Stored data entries

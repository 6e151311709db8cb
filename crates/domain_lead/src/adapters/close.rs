//! Close.com CRM adapter
//!
//! A Close.com lead is a company-like container; the person lives in a
//! contact under it. Each submission therefore touches up to three objects:
//!
//! 1. the lead (found by `email:` query, created if missing)
//! 2. its first contact (updated, or created if the lead has none)
//! 3. a note with the social profiles that have no mapped custom field
//!
//! Lead status is never sent. Sales staff move leads through the pipeline by
//! hand and a form resubmission must not reset that.

use std::time::Duration;

use async_trait::async_trait;
use serde::{Deserialize, Serialize};
use serde_json::{json, Map, Value};
use tracing::{debug, info, warn};

use core_kernel::{DomainPort, PortError};

use crate::adapters::http::{CrmAuth, CrmHttpClient};
use crate::field_mapping::{ProviderFields, SocialField};
use crate::lead::Lead;
use crate::ports::{CrmAdapter, CrmProvider, UpsertOutcome};

pub const DEFAULT_BASE_URL: &str = "https://api.close.com/api/v1";
pub const DEFAULT_APP_URL: &str = "https://app.close.com";
pub const DEFAULT_TIMEOUT: Duration = Duration::from_secs(10);

/// Configuration for the Close.com adapter
#[derive(Debug, Clone)]
pub struct CloseConfig {
    pub api_key: String,
    pub base_url: String,
    /// Base of the web app, used for operator links
    pub app_url: String,
    /// Timeout for each HTTP request
    pub timeout: Duration,
    /// Lead custom field ids for social profiles
    pub fields: ProviderFields,
}

impl CloseConfig {
    pub fn new(api_key: impl Into<String>) -> Self {
        Self {
            api_key: api_key.into(),
            base_url: DEFAULT_BASE_URL.to_string(),
            app_url: DEFAULT_APP_URL.to_string(),
            timeout: DEFAULT_TIMEOUT,
            fields: ProviderFields::default(),
        }
    }
}

/// Connection details for the operator status endpoint
#[derive(Debug, Clone, PartialEq, Eq, Serialize)]
#[serde(rename_all = "camelCase")]
pub struct CloseConnection {
    pub user: String,
    pub organization: String,
    pub organization_id: Option<String>,
    pub lead_count: u64,
    pub contact_count: u64,
    pub leads_url: Option<String>,
}

#[derive(Debug, Deserialize)]
struct ListResponse<T> {
    #[serde(default = "Vec::new")]
    data: Vec<T>,
    #[serde(default)]
    total_results: Option<u64>,
}

#[derive(Debug, Deserialize)]
struct Record {
    id: String,
}

#[derive(Debug, Deserialize)]
struct Organization {
    id: Option<String>,
    name: Option<String>,
}

#[derive(Debug, Deserialize)]
struct Me {
    #[serde(default)]
    first_name: Option<String>,
    #[serde(default)]
    last_name: Option<String>,
    #[serde(default)]
    organizations: Vec<Organization>,
}

#[derive(Debug, Serialize)]
struct EmailEntry<'a> {
    email: &'a str,
    #[serde(rename = "type")]
    kind: &'static str,
}

#[derive(Debug, Serialize)]
struct PhoneEntry<'a> {
    phone: &'a str,
    #[serde(rename = "type")]
    kind: &'static str,
}

#[derive(Debug, Serialize)]
struct ContactBody<'a> {
    #[serde(skip_serializing_if = "Option::is_none")]
    lead_id: Option<&'a str>,
    name: &'a str,
    emails: Vec<EmailEntry<'a>>,
    phones: Vec<PhoneEntry<'a>>,
}

impl<'a> ContactBody<'a> {
    fn for_lead(lead: &'a Lead, lead_id: Option<&'a str>) -> Self {
        Self {
            lead_id,
            name: &lead.name,
            emails: vec![EmailEntry { email: &lead.email, kind: "office" }],
            phones: lead
                .phone
                .as_deref()
                .map(|phone| vec![PhoneEntry { phone, kind: "office" }])
                .unwrap_or_default(),
        }
    }
}

/// Close.com adapter implementing `CrmAdapter`
#[derive(Debug)]
pub struct CloseAdapter {
    http: CrmHttpClient,
    app_url: String,
    fields: ProviderFields,
}

impl CloseAdapter {
    pub fn new(config: CloseConfig) -> Result<Self, PortError> {
        let http = CrmHttpClient::new(
            "Close.com",
            config.base_url,
            CrmAuth::BasicApiKey(config.api_key),
            config.timeout,
        )?;

        Ok(Self {
            http,
            app_url: config.app_url.trim_end_matches('/').to_string(),
            fields: config.fields,
        })
    }

    /// Lead body: name plus any social values mapped to custom fields
    pub fn lead_body(&self, lead: &Lead) -> Map<String, Value> {
        let mut body = Map::new();
        body.insert("name".into(), json!(lead.name));
        for (field, field_id) in self.fields.mapped() {
            if let Some(value) = field.value_of(lead) {
                body.insert(format!("custom.{}", field_id), json!(value));
            }
        }
        body
    }

    /// Note text for social values without a custom field, if any
    pub fn social_note(&self, lead: &Lead) -> Option<String> {
        let lines: Vec<String> = SocialField::ALL
            .into_iter()
            .filter(|field| self.fields.slug(*field).is_none())
            .filter_map(|field| field.value_of(lead).map(|v| format!("{}: {}", field.label(), v)))
            .collect();

        if lines.is_empty() {
            return None;
        }
        Some(format!("Social Profiles:\n{}", lines.join("\n")))
    }

    /// Creates a lead + contact, or updates the lead already holding this email
    pub async fn create_or_update_lead(&self, lead: &Lead) -> Result<UpsertOutcome, PortError> {
        info!(provider = "close", email = %lead.email, "Creating/updating Close.com lead");

        match self.find_lead_by_email(&lead.email).await {
            Ok(Some(lead_id)) => return self.update_existing(&lead_id, lead).await,
            Ok(None) => debug!(provider = "close", "No lead with this email, creating one"),
            Err(err) => {
                warn!(provider = "close", error = %err, "Lead search failed, creating a new lead")
            }
        }

        self.create_new(lead).await
    }

    /// First lead whose contacts carry the email
    pub async fn find_lead_by_email(&self, email: &str) -> Result<Option<String>, PortError> {
        let response: ListResponse<Record> = self
            .http
            .get("/lead/", &[("query", format!("email:{}", email))])
            .await?;
        Ok(response.data.into_iter().next().map(|r| r.id))
    }

    async fn update_existing(&self, lead_id: &str, lead: &Lead) -> Result<UpsertOutcome, PortError> {
        let _: Value = self
            .http
            .put(&format!("/lead/{}", lead_id), &self.lead_body(lead))
            .await?;

        let contacts: ListResponse<Record> = self
            .http
            .get("/contact/", &[("lead_id", lead_id.to_string())])
            .await?;

        match contacts.data.first() {
            Some(contact) => {
                debug!(provider = "close", contact_id = %contact.id, "Updating existing contact");
                let _: Value = self
                    .http
                    .put(
                        &format!("/contact/{}", contact.id),
                        &ContactBody::for_lead(lead, None),
                    )
                    .await?;
            }
            None => {
                debug!(provider = "close", lead_id, "Lead has no contacts, creating one");
                let _: Record = self
                    .http
                    .post("/contact/", &ContactBody::for_lead(lead, Some(lead_id)))
                    .await?;
            }
        }

        self.attach_social_note(lead_id, lead).await?;
        info!(provider = "close", lead_id, "Updated existing Close.com lead");
        Ok(UpsertOutcome::updated(lead_id))
    }

    async fn create_new(&self, lead: &Lead) -> Result<UpsertOutcome, PortError> {
        let created: Record = self.http.post("/lead/", &self.lead_body(lead)).await?;

        let contact: Record = self
            .http
            .post("/contact/", &ContactBody::for_lead(lead, Some(&created.id)))
            .await?;
        debug!(provider = "close", contact_id = %contact.id, "Created contact");

        self.attach_social_note(&created.id, lead).await?;
        info!(provider = "close", lead_id = %created.id, "Created Close.com lead");
        Ok(UpsertOutcome::created(created.id))
    }

    async fn attach_social_note(&self, lead_id: &str, lead: &Lead) -> Result<(), PortError> {
        let Some(note) = self.social_note(lead) else {
            return Ok(());
        };
        let _: Record = self
            .http
            .post("/activity/note/", &json!({ "lead_id": lead_id, "note": note }))
            .await?;
        Ok(())
    }

    /// Read-only connectivity check for the operator status endpoint
    ///
    /// Fails only if `/me/` cannot be read; lead and contact totals are best
    /// effort and reported as 0 when unavailable.
    pub async fn connection_status(&self) -> Result<CloseConnection, PortError> {
        let me: Me = self.http.get("/me/", &[]).await?;

        let user = format!(
            "{} {}",
            me.first_name.unwrap_or_default(),
            me.last_name.unwrap_or_default()
        )
        .trim()
        .to_string();
        let organization = me.organizations.into_iter().next();
        let organization_id = organization.as_ref().and_then(|o| o.id.clone());
        let organization = organization
            .and_then(|o| o.name)
            .unwrap_or_else(|| "Unknown".to_string());

        let lead_count = self.count("/lead/").await;
        let contact_count = self.count("/contact/").await;
        let leads_url = organization_id
            .as_ref()
            .map(|id| format!("{}/organizations/{}/leads/", self.app_url, id));

        Ok(CloseConnection {
            user,
            organization,
            organization_id,
            lead_count,
            contact_count,
            leads_url,
        })
    }

    async fn count(&self, path: &str) -> u64 {
        match self
            .http
            .get::<ListResponse<Value>>(path, &[("_limit", "5".to_string())])
            .await
        {
            Ok(response) => response.total_results.unwrap_or(0),
            Err(err) => {
                warn!(provider = "close", path, error = %err, "Could not count Close.com records");
                0
            }
        }
    }
}

impl DomainPort for CloseAdapter {}

#[async_trait]
impl CrmAdapter for CloseAdapter {
    fn provider(&self) -> CrmProvider {
        CrmProvider::Close
    }

    async fn upsert_lead(&self, lead: &Lead) -> Result<UpsertOutcome, PortError> {
        self.create_or_update_lead(lead).await
    }

    async fn verify_field_mapping(&self) -> Result<(), PortError> {
        if self.fields.is_empty() {
            return Ok(());
        }
        let custom_fields: ListResponse<Record> = self.http.get("/custom_field/lead/", &[]).await?;
        self.fields
            .verify_against(
                CrmProvider::Close,
                custom_fields.data.iter().map(|f| f.id.as_str()),
            )
            .map_err(|e| PortError::validation(e.to_string()))
    }
}

#[cfg(test)]
mod tests {
    use super::*;
    use crate::lead::NewLead;

    fn social_lead() -> Lead {
        let mut new = NewLead::new("Jane Doe", "jane@example.com");
        new.twitter_url = Some("https://x.com/jane".to_string());
        new.discord_username = Some("jane#0001".to_string());
        Lead::create(new)
    }

    fn adapter(fields: ProviderFields) -> CloseAdapter {
        CloseAdapter::new(CloseConfig { fields, ..CloseConfig::new("api_test") }).unwrap()
    }

    #[test]
    fn test_note_lists_unmapped_profiles() {
        let note = adapter(ProviderFields::default()).social_note(&social_lead()).unwrap();
        assert_eq!(
            note,
            "Social Profiles:\nTwitter: https://x.com/jane\nDiscord: jane#0001"
        );
    }

    #[test]
    fn test_mapped_profiles_move_to_custom_fields() {
        let close = adapter(ProviderFields {
            twitter: Some("cf_twitter".to_string()),
            discord: None,
        });
        let lead = social_lead();

        let body = close.lead_body(&lead);
        assert_eq!(body["custom.cf_twitter"], "https://x.com/jane");
        assert!(!body.contains_key("status"));
        assert_eq!(close.social_note(&lead).unwrap(), "Social Profiles:\nDiscord: jane#0001");
    }

    #[test]
    fn test_no_note_without_profiles() {
        let lead = Lead::create(NewLead::new("Jane", "jane@example.com"));
        assert!(adapter(ProviderFields::default()).social_note(&lead).is_none());
    }

    #[test]
    fn test_contact_body_shape() {
        let mut new = NewLead::new("Jane", "jane@example.com");
        new.phone = Some("+1 555 0100".to_string());
        let lead = Lead::create(new);

        let body = serde_json::to_value(ContactBody::for_lead(&lead, Some("lead_1"))).unwrap();
        assert_eq!(body["lead_id"], "lead_1");
        assert_eq!(body["emails"][0]["type"], "office");
        assert_eq!(body["phones"][0]["phone"], "+1 555 0100");

        let body = serde_json::to_value(ContactBody::for_lead(&lead, None)).unwrap();
        assert!(body.get("lead_id").is_none());
    }
}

--- ASSIGNMENT ---
Copy out, from the records above, every line that holds the string "ListResponse".

--- EXPECTED ANSWER ---
struct ListResponse<T> {
        let response: ListResponse<Record> = self
        let contacts: ListResponse<Record> = self
            .get::<ListResponse<Value>>(path, &[("_limit", "5".to_string())])
        let custom_fields: ListResponse<Record> = self.http.get("/custom_field/lead/", &[]).await?;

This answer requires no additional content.